Find a Support Group – Much like any addiction, it’s important to find a support group that can help you cope if you’re having trouble staying away from temptation. Your support group can be your family, your friends, or other people who are also trying to quit. Don’t be afraid to ask for help if you feel like you’re slipping or think that you can’t make it through the day without a smoking a cigarette. Just being able to talk about this with someone that you can trust can be enough motivation to steer you down the right path.

Find a Way to Constantly Remind Yourself – You should always be able to constantly remind yourself of the reasons why you want to quit smoking. This helps you keep your eye on the prize at all times and serve as a physical reminder of your motivations. You can try keeping a list that’s visibly posted in your house, where you’ll always be able to see it. You can also try wearing a custom wristband or t-shirt that has a one-liner that sums up your reason for quitting.

Remove Any Reminders of Smoking – Anything that can remind you of the act of smoking can serve as a trigger that can weaken your resolve. Empty cartons of cigarettes, discarded cigarette butts, or even the lingering smell of tobacco can tempt you into slipping back into your bad habits. You should make an effort to clean your surroundings of anything tied to smoking and create an environment that’s conducive to your rehabilitation.

Keep Yourself Busy – The first few weeks or months of trying to break a bad habit is perhaps the hardest. It’s during this time that you might question yourself about your motivations for quitting. This is most prevalent when you’re simply idle and not leave yourself open to such introspection. So it’s in your best interest to keep yourself busy to avoid such thoughts. You can try taking up a new hobby or indulging in other routine activities like exercise to occupy your time.

Don’t Forget to Reward Yourself – The reason why it’s important to note the date when you started your new lifestyle is so that you can see how far you’ve progressed since then. It only makes sense to treat yourself to something nice for every year, month, or even week that goes by that you don’t smoke. Every day is a small victory in your campaign of self-improvement, so it wouldn’t hurt to buy a little something for yourself as a reward. After all, now that you’ve stopped buying cigarettes and other tobacco-related products, you should have some disposable income that you can use to reward yourself.

How to Help Other with Their Smoking Addiction

One thing some people forget when trying to support someone who’s trying to quit smoking is that the decision to stop ultimately has to come from them. You can explain all the negative effects of smoking and give all the advice on how to quit, but if that person just isn’t ready then all your preaching might have the completely opposite effect.

One of the best ways to motivate someone is to show them that you’re willing to support them in their endeavors by pursuing activities that can help them overcome their cravings. If they’re willing to substitute their smoking habit with exercise, for instance, then volunteer to join them.

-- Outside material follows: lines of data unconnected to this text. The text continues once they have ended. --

mod context;
mod orchestrator;
mod providers;
mod server;
mod store;
mod summary;

pub use context::*;
pub use orchestrator::*;
pub use providers::*;
pub use server::*;
pub use store::*;
pub use summary::*;

use serde::{Deserialize, Serialize};

/// Top-level configuration, loaded from an optional TOML file merged over
/// built-in defaults — same layering as the teacher's `sa_domain::config::
/// Config` (one `#[serde(default)]` sub-struct per concern).
#[derive(Debug, Clone, Serialize, Deserialize, Default)]
pub struct Config {
    #[serde(default)]
    pub orchestrator: OrchestratorConfig,
    #[serde(default)]
    pub context: ContextConfig,
    #[serde(default)]
    pub store: StoreConfig,
    #[serde(default)]
    pub summary: SummaryConfig,
    #[serde(default)]
    pub server: ServerConfig,
    #[serde(default)]
    pub providers: ProvidersConfig,
}

impl Config {
    /// Load from a TOML file if present, else built-in defaults. Matches
    /// the teacher's "best-effort file, defaults otherwise" pattern.
    pub fn load(path: Option<&std::path::Path>) -> crate::error::Result<Self> {
        let Some(path) = path else {
            return Ok(Self::default());
        };
        if !path.exists() {
            return Ok(Self::default());
        }
        let raw = std::fs::read_to_string(path)?;
        toml::from_str(&raw).map_err(|e| crate::error::Error::Config(e.to_string()))
    }
}

#[cfg(test)]
mod tests {
    use super::*;

    #[test]
    fn defaults_round_trip_toml() {
        let cfg = Config::default();
        let s = toml::to_string(&cfg).unwrap();
        let back: Config = toml::from_str(&s).unwrap();
        assert_eq!(back.orchestrator.max_retries, cfg.orchestrator.max_retries);
    }

    #[test]
    fn missing_file_yields_defaults() {
        let cfg = Config::load(Some(std::path::Path::new("/nonexistent/path.toml"))).unwrap();
        assert_eq!(cfg.orchestrator.model_delay_ms, 50);
    }

    #[test]
    fn partial_toml_fills_in_defaults() {
        let toml_str = r#"
            [orchestrator]
            max_retries = 5
        "#;
        let cfg: Config = toml::from_str(toml_str).unwrap();
        assert_eq!(cfg.orchestrator.max_retries, 5);
        assert_eq!(cfg.orchestrator.model_delay_ms, 50);
        assert_eq!(cfg.context.max_context_messages, 12);
    }
}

Being an active participant in their efforts to change is a great way to show support and to motivate them further.

Should this person slip or relapse though, don’t make them feel guilty about it. Encouragement should still be the main objective here when trying to be supportive. Remind them of their start date and congratulate them on how far they’ve come—even if it is as short as a couple of months. This kind of encouraging support can do a lot to bolster their ego and push them to try again.

In the end, there are many avenues to follow for those who want to kick the smoking habit. Weaning yourself off nicotine can be a struggle, especially if you’ve been smoking for a long time. What’s important to remember is that your motivation needs to be centered on self-improvement and the willingness to improve your health for the better.